Estavam presentes Abilio Diniz, presidente do colegiado, e representantes da Tarpon, da Previ e da família Fontana. Esse time é que vem orquestrando as modificações na empresa e já ficou conhecido internamente como "comitê dos quatro" - são eles, além de Abilio, Sérgio Rosa (Previ), Pedro Andrade de Faria (Tarpon) e Walter Fontana.

Faltam, porém, algumas definições, e a expectativa é que elas sejam tomadas e anunciadas, no máximo, até a segunda quinzena de agosto, segundo apurou o Valor. Na reunião de terça-feira, os quatro discutiram o diagnóstico feito pela Galleazzi & Associados, contratada por Abilio para desenhar uma reorganização gerencial da BRF a fim de torná-la mais eficiente. Essa reestruturação deve implicar mudanças na gestão, cortes de custos e alterações na direção da empresa.
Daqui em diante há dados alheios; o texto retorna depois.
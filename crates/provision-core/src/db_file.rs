//! redb file shared between processes.
//!
//! redb takes an exclusive lock on its file for as long as a `Database` is
//! open. `DbFile` opens the file for one transaction at a time and closes it
//! again, so a running worker pool and operator commands against the same
//! root take turns instead of locking each other out. Callers in the same
//! process queue on a mutex; a lock held by another process is waited out
//! with a capped backoff until `lock_wait` runs out.

use std::path::{Path, PathBuf};
use std::sync::Mutex;
use std::time::{Duration, Instant};

use redb::{Database, DatabaseError, ReadTransaction, WriteTransaction};
use tracing::trace;

use crate::error::{storage, ProvisionError, Result};

/// How long a transaction waits for another process to release the file.
const DEFAULT_LOCK_WAIT: Duration = Duration::from_secs(10);

const MAX_BACKOFF: Duration = Duration::from_millis(50);

pub(crate) struct DbFile {
    path: PathBuf,
    gate: Mutex<()>,
    lock_wait: Duration,
}

impl DbFile {
    /// Create the file if needed and run `init` (table creation) once.
    pub(crate) fn open(
        path: &Path,
        init: impl FnOnce(&WriteTransaction) -> Result<()>,
    ) -> Result<Self> {
        crate::io::prepare_parent(path)?;
        let file = Self {
            path: path.to_path_buf(),
            gate: Mutex::new(()),
            lock_wait: DEFAULT_LOCK_WAIT,
        };
        file.write(init)?;
        Ok(file)
    }

    /// Run `f` inside a write transaction, committing only if it succeeds.
    pub(crate) fn write<R>(&self, f: impl FnOnce(&WriteTransaction) -> Result<R>) -> Result<R> {
        self.with_database(|db| {
            let wt = db.begin_write().map_err(storage)?;
            let out = f(&wt)?;
            wt.commit().map_err(storage)?;
            Ok(out)
        })
    }

    pub(crate) fn read<R>(&self, f: impl FnOnce(&ReadTransaction) -> Result<R>) -> Result<R> {
        self.with_database(|db| {
            let rt = db.begin_read().map_err(storage)?;
            f(&rt)
        })
    }

    fn with_database<R>(&self, f: impl FnOnce(&Database) -> Result<R>) -> Result<R> {
        let _turn = self
            .gate
            .lock()
            .map_err(|_| ProvisionError::Storage(format!("{}: gate poisoned", self.path.display())))?;
        let db = self.acquire()?;
        f(&db)
    }

    fn acquire(&self) -> Result<Database> {
        let deadline = Instant::now() + self.lock_wait;
        let mut backoff = Duration::from_millis(1);
        loop {
            match Database::create(&self.path) {
                Ok(db) => return Ok(db),
                Err(DatabaseError::DatabaseAlreadyOpen) => {
                    if Instant::now() >= deadline {
                        return Err(ProvisionError::Storage(format!(
                            "{} is held by another process (waited {}ms)",
                            self.path.display(),
                            self.lock_wait.as_millis()
                        )));
                    }
                    trace!(path = %self.path.display(), backoff_ms = backoff.as_millis() as u64, "database busy");
                    std::thread::sleep(backoff);
                    backoff = (backoff * 2).min(MAX_BACKOFF);
                }
                Err(e) => return Err(storage(e)),
            }
        }
    }
}
use std::path::{Path, PathBuf};
use std::sync::Arc;

use tracing::warn;

use crate::config::{ProvisionConfig, WarnLevel};
use crate::dispatcher::{DispatchSettings, Dispatcher};
use crate::driver::DriverRegistry;
use crate::error::Result;
use crate::paths;
use crate::queue::{ProvisioningQueue, RedbQueue};
use crate::retry::RetryController;
use crate::scheduler::Scheduler;
use crate::soft_delete::SoftDeleteCoordinator;
use crate::store::{OperationStore, RedbStore};
use crate::worker::WorkerPool;

/// Store, queue and config of one provisioning root, wired together.
///
/// The databases are opened per transaction, so several worker processes and
/// operator commands can share a root.
pub struct Provisioner {
    root: PathBuf,
    config: ProvisionConfig,
    store: Arc<RedbStore>,
    queue: Arc<RedbQueue>,
}

impl Provisioner {
    /// Create `.provision/` with a default config unless one exists.
    /// Returns `true` when a new config was written.
    pub fn init(root: &Path) -> Result<bool> {
        let defaults = serde_yaml::to_string(&ProvisionConfig::default())?;
        crate::io::write_if_missing(&paths::config_path(root), defaults.as_bytes())
    }

    pub fn open(root: &Path) -> Result<Self> {
        let config = ProvisionConfig::load(root)?;
        for warning in config.validate() {
            match warning.level {
                WarnLevel::Error => warn!(detail = %warning.message, "config error"),
                WarnLevel::Warning => warn!(detail = %warning.message, "config warning"),
            }
        }
        let store = RedbStore::open(&paths::store_path(root), config.retry.default_max_tries)?;
        let queue = RedbQueue::open(&paths::queue_path(root), config.queue.visibility_timeout())?;
        Ok(Self {
            root: root.to_path_buf(),
            config,
            store: Arc::new(store),
            queue: Arc::new(queue),
        })
    }

    pub fn root(&self) -> &Path {
        &self.root
    }

    pub fn config(&self) -> &ProvisionConfig {
        &self.config
    }

    pub fn store(&self) -> Arc<dyn OperationStore> {
        self.store.clone()
    }

    pub fn queue(&self) -> Arc<dyn ProvisioningQueue> {
        self.queue.clone()
    }

    pub fn scheduler(&self) -> Scheduler {
        Scheduler::new(self.store(), self.queue())
    }

    pub fn retry_controller(&self) -> RetryController {
        RetryController::new(self.store(), self.scheduler(), &self.config)
    }

    pub fn soft_delete(&self) -> SoftDeleteCoordinator {
        SoftDeleteCoordinator::new(self.store(), self.scheduler())
    }

    pub fn dispatcher(&self, drivers: DriverRegistry) -> Dispatcher {
        Dispatcher::new(
            self.store(),
            self.queue(),
            Arc::new(drivers),
            DispatchSettings::from_config(&self.config),
        )
    }

    pub fn worker_pool(&self, drivers: DriverRegistry) -> WorkerPool {
        WorkerPool::new(self.store(), self.queue(), Arc::new(drivers), &self.config)
    }
}

#[cfg(test)]
mod tests {
    use super::*;
    use crate::resource::Resource;
    use crate::types::ResourceType;
    use tempfile::TempDir;

    #[test]
    fn init_is_idempotent() {
        let dir = TempDir::new().unwrap();
        assert!(Provisioner::init(dir.path()).unwrap());
        assert!(!Provisioner::init(dir.path()).unwrap());
        assert!(paths::config_path(dir.path()).exists());
    }

    #[test]
    fn open_uses_configured_budget() {
        let dir = TempDir::new().unwrap();
        let mut config = ProvisionConfig::default();
        config.retry.default_max_tries = 6;
        config.save(dir.path()).unwrap();

        let provisioner = Provisioner::open(dir.path()).unwrap();
        let scheduler = provisioner.scheduler();
        let sa = scheduler
            .create_resource(Resource::new(ResourceType::StorageAccount, "sa", "norwayeast"))
            .unwrap();
        let op = scheduler
            .schedule_operation(sa.id, crate::types::OperationKind::Create, serde_json::Value::Null, None, None)
            .unwrap();
        assert_eq!(op.max_try_count, 6);
        assert!(paths::store_path(dir.path()).exists());
    }

    #[test]
    fn two_provisioners_share_one_root() {
        let dir = TempDir::new().unwrap();
        Provisioner::init(dir.path()).unwrap();
        let worker_side = Provisioner::open(dir.path()).unwrap();
        let operator_side = Provisioner::open(dir.path()).unwrap();

        let rg = worker_side
            .scheduler()
            .create_resource(Resource::new(ResourceType::ResourceGroup, "rg", "norwayeast"))
            .unwrap();
        let outcome = operator_side.soft_delete().mark_deleted(rg.id, "operator").unwrap();
        assert!(outcome.delete_created);
        assert!(worker_side.store().get_resource(rg.id).unwrap().deleted);
        assert_eq!(worker_side.queue().stats().unwrap().visible, 1);
    }
}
As medidas apresentadas na terça serão discutidas na reunião do conselho de administração da BRF, com todos os 11 membros, na sexta-feira. Procurada, a BRF não quis comentar o assunto.

O mercado já antecipa, desde a chegada de Abilio Diniz, que a companhia buscará um aumento de eficiência e também a aceleração da expansão internacional. O preço na bolsa, como é função do mercado de ações, reflete essa perspectiva positiva, a despeito dos desafios atuais do setor.

A companhia está avaliada em R$ 42 bilhões. Pouco distante da máxima histórica alcançada em maio, quando beirou os R$ 43,5 bilhões. Quando o empresário, da família fundadora e presidente do conselho do Grupo Pão de Açúcar (GPA), assumiu seu interesse em atuar na BRF, na virada do ano, a companhia valia perto de R$ 36,5 bilhões na BM&FBovespa.

Enquanto no mercado, há otimismo com a empresa, internamente na BRF, o clima é de apreensão. A ansiedade aumentou ainda mais nos últimos dias - pois a única certeza em relação ao futuro é que mudanças virão.

O aperfeiçoamento da gestão tem sido desde sempre uma obsessão de Abilio Diniz, por ser uma área do gosto pessoal do empresário, enquanto o controle dos custos é uma ideia fixa da Tarpon, o fundo acionista da BRF que costurou a modificação no conselho de administração da empresa resultante da união entre Perdigão e Sadia. A Tarpon também foi acionista histórica da Sadia.

Como Abilio havia prometido, não houve alterações bruscas no dia a dia da companhia após sua chegada. Entretanto, a vida de quem ocupa cargos decisórios na BRF ficou mais agitada e sob tensão. Segundo apurou o Valor, executivos como vice-presidentes e diretores passaram por entrevistas e avaliações. É claro que isso fez o clima pesar, ainda mais em um momento em que a empresa enfrenta o desafio de melhorar - ou ao menos segurar - o desempenho das vendas num cenário de inflação que já reduz o ímpeto de consumo no país.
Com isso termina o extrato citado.